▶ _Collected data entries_

= Beginning of Section =

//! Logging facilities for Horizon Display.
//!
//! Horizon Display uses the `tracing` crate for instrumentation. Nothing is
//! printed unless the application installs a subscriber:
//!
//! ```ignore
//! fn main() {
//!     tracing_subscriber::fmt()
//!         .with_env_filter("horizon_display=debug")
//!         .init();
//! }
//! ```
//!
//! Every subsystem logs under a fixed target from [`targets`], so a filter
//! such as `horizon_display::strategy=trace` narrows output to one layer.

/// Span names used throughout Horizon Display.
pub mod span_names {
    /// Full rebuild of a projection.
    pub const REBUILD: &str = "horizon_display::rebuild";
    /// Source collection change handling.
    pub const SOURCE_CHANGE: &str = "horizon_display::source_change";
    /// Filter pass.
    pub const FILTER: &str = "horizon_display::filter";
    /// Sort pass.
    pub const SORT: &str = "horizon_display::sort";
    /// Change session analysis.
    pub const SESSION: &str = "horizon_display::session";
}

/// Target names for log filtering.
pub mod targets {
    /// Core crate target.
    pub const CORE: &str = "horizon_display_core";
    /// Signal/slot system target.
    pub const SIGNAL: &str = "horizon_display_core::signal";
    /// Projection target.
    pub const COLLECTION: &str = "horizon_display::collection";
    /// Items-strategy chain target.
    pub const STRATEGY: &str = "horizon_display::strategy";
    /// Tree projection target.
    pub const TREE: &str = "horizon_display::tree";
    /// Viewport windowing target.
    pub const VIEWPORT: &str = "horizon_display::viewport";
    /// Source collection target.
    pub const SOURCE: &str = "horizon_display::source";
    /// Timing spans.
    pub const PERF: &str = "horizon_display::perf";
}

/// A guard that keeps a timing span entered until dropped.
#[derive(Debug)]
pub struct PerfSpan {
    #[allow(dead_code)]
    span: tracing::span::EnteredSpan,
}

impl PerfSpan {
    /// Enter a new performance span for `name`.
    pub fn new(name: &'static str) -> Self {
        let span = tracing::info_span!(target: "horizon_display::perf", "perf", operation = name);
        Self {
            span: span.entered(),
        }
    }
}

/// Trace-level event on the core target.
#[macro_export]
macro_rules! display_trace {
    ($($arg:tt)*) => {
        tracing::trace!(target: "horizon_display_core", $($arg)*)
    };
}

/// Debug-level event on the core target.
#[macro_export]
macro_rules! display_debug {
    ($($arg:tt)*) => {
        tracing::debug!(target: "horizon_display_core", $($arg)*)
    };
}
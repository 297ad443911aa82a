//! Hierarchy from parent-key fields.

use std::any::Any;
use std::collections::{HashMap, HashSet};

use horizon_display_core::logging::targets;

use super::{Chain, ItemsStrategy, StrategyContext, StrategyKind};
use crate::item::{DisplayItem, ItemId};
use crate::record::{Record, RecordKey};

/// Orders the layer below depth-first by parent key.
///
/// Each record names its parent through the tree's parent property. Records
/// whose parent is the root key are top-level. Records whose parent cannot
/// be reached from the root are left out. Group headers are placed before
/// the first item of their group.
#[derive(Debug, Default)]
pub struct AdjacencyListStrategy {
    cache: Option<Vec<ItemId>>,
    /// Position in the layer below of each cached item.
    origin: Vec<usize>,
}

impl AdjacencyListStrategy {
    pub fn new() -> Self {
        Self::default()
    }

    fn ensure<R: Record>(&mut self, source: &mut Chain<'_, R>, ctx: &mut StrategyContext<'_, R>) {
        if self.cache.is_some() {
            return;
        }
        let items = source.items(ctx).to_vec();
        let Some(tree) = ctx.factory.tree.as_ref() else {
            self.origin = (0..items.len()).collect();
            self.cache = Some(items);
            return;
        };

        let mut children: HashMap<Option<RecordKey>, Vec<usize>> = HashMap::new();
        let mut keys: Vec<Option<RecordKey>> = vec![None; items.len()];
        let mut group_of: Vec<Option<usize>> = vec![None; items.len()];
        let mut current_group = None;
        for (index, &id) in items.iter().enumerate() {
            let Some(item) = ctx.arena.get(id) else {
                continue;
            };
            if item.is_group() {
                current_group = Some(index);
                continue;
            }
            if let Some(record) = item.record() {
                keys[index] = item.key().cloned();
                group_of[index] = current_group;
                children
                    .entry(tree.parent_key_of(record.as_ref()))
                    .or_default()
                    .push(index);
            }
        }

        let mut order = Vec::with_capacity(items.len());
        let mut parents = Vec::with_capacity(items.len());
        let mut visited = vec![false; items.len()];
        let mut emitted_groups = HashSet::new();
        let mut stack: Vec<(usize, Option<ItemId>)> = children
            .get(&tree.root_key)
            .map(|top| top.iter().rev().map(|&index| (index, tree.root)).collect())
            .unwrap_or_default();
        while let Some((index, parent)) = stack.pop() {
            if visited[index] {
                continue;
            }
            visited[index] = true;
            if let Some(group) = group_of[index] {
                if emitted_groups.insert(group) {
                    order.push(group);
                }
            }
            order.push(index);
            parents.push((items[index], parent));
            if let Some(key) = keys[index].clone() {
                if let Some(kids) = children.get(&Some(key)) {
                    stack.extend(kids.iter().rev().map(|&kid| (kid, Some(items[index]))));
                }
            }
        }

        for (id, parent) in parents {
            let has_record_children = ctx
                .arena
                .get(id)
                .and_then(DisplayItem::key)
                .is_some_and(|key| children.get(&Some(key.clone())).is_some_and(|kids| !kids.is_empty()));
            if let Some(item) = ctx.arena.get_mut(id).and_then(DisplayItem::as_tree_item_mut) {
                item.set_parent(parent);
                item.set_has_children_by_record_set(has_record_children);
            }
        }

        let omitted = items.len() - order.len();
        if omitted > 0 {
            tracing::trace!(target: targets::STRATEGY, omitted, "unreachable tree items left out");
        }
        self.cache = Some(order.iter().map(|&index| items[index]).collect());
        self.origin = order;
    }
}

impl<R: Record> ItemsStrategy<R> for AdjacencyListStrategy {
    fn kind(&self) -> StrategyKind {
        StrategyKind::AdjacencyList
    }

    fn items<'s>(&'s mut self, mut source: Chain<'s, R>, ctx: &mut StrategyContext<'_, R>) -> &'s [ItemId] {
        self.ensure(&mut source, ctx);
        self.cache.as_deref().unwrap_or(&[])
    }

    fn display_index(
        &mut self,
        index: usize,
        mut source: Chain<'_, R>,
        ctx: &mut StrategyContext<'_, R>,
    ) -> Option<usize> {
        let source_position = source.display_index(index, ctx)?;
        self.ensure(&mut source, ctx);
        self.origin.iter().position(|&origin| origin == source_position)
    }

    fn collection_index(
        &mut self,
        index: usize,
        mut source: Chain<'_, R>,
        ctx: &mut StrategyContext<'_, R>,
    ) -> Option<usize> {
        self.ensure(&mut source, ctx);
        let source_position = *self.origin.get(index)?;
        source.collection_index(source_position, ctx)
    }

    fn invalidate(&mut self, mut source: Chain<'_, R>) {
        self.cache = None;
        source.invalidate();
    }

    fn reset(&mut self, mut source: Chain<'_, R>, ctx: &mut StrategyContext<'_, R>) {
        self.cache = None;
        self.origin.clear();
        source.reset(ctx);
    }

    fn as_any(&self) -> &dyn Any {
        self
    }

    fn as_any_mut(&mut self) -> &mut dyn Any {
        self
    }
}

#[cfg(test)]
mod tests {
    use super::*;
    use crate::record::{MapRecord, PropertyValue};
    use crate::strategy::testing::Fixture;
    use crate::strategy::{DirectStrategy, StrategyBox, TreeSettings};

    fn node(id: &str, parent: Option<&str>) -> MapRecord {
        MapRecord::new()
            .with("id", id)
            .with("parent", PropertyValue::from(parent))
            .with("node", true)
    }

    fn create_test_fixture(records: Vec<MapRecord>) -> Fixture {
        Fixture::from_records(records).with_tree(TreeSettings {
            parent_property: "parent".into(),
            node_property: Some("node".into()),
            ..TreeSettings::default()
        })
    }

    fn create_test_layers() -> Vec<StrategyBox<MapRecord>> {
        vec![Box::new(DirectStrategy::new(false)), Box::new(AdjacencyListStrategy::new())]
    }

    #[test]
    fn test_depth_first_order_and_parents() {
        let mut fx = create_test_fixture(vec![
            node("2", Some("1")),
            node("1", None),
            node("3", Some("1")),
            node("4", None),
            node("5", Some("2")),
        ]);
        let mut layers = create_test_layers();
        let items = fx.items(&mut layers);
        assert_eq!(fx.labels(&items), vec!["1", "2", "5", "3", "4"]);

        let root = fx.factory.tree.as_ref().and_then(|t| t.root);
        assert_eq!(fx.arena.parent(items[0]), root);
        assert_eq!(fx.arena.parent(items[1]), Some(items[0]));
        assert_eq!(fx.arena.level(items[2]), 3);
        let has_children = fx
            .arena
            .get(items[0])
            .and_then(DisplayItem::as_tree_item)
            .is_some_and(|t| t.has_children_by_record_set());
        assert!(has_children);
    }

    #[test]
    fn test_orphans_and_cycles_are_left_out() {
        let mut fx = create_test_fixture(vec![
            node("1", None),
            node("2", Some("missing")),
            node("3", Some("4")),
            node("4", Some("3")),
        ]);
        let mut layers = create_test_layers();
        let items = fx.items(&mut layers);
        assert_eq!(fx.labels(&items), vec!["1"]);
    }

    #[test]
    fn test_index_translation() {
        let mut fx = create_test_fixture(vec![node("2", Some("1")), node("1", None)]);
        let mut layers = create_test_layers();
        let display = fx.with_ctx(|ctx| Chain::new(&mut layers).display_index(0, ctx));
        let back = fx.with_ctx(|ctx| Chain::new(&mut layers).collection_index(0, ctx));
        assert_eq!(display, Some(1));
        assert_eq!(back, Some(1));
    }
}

= End of Section =

▶ _Brief_
Start with the line above that contains "group_of[index] = current_group;" and stop after the line that contains "if let Some(key)". Output those lines exactly, and only those.

▶ _Solution for this problem_
                group_of[index] = current_group;
                children
                    .entry(tree.parent_key_of(record.as_ref()))
                    .or_default()
                    .push(index);
            }
        }

        let mut order = Vec::with_capacity(items.len());
        let mut parents = Vec::with_capacity(items.len());
        let mut visited = vec![false; items.len()];
        let mut emitted_groups = HashSet::new();
        let mut stack: Vec<(usize, Option<ItemId>)> = children
            .get(&tree.root_key)
            .map(|top| top.iter().rev().map(|&index| (index, tree.root)).collect())
            .unwrap_or_default();
        while let Some((index, parent)) = stack.pop() {
            if visited[index] {
                continue;
            }
            visited[index] = true;
            if let Some(group) = group_of[index] {
                if emitted_groups.insert(group) {
                    order.push(group);
                }
            }
            order.push(index);
            parents.push((items[index], parent));
            if let Some(key) = keys[index].clone() {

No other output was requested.